[Saved data entries]

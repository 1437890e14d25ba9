//! Canonical domain models with constructor validation.
//!
//! Instances are built through `new` constructors that enforce the type's
//! invariants; deserialization routes through the same constructors, so a
//! stored snapshot can never produce a value a fresh fetch could not.

mod factors;
mod portfolio;
mod prices;

pub use factors::{FactorBar, FactorSeries, FactorSeriesMeta};
pub use portfolio::{Holding, Portfolio};
pub use prices::{PriceBar, PriceSeries, PriceSeriesMeta};

use crate::error::ValidationError;

pub(crate) fn validate_finite(field: &'static str, value: f64) -> Result<(), ValidationError> {
    if !value.is_finite() {
        return Err(ValidationError::NonFiniteValue { field });
    }
    Ok(())
}

pub(crate) fn validate_positive(field: &'static str, value: f64) -> Result<(), ValidationError> {
    validate_finite(field, value)?;
    if value <= 0.0 {
        return Err(ValidationError::NonPositiveValue { field });
    }
    Ok(())
}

→ Task objective
All lines above from the line with "constructors, so a" through the line with "if value <= 0.0", both included, are to be set down exactly, with nothing else.

→ Finished exercise
//! invariants; deserialization routes through the same constructors, so a
//! stored snapshot can never produce a value a fresh fetch could not.

mod factors;
mod portfolio;
mod prices;

pub use factors::{FactorBar, FactorSeries, FactorSeriesMeta};
pub use portfolio::{Holding, Portfolio};
pub use prices::{PriceBar, PriceSeries, PriceSeriesMeta};

use crate::error::ValidationError;

pub(crate) fn validate_finite(field: &'static str, value: f64) -> Result<(), ValidationError> {
    if !value.is_finite() {
        return Err(ValidationError::NonFiniteValue { field });
    }
    Ok(())
}

pub(crate) fn validate_positive(field: &'static str, value: f64) -> Result<(), ValidationError> {
    validate_finite(field, value)?;
    if value <= 0.0 {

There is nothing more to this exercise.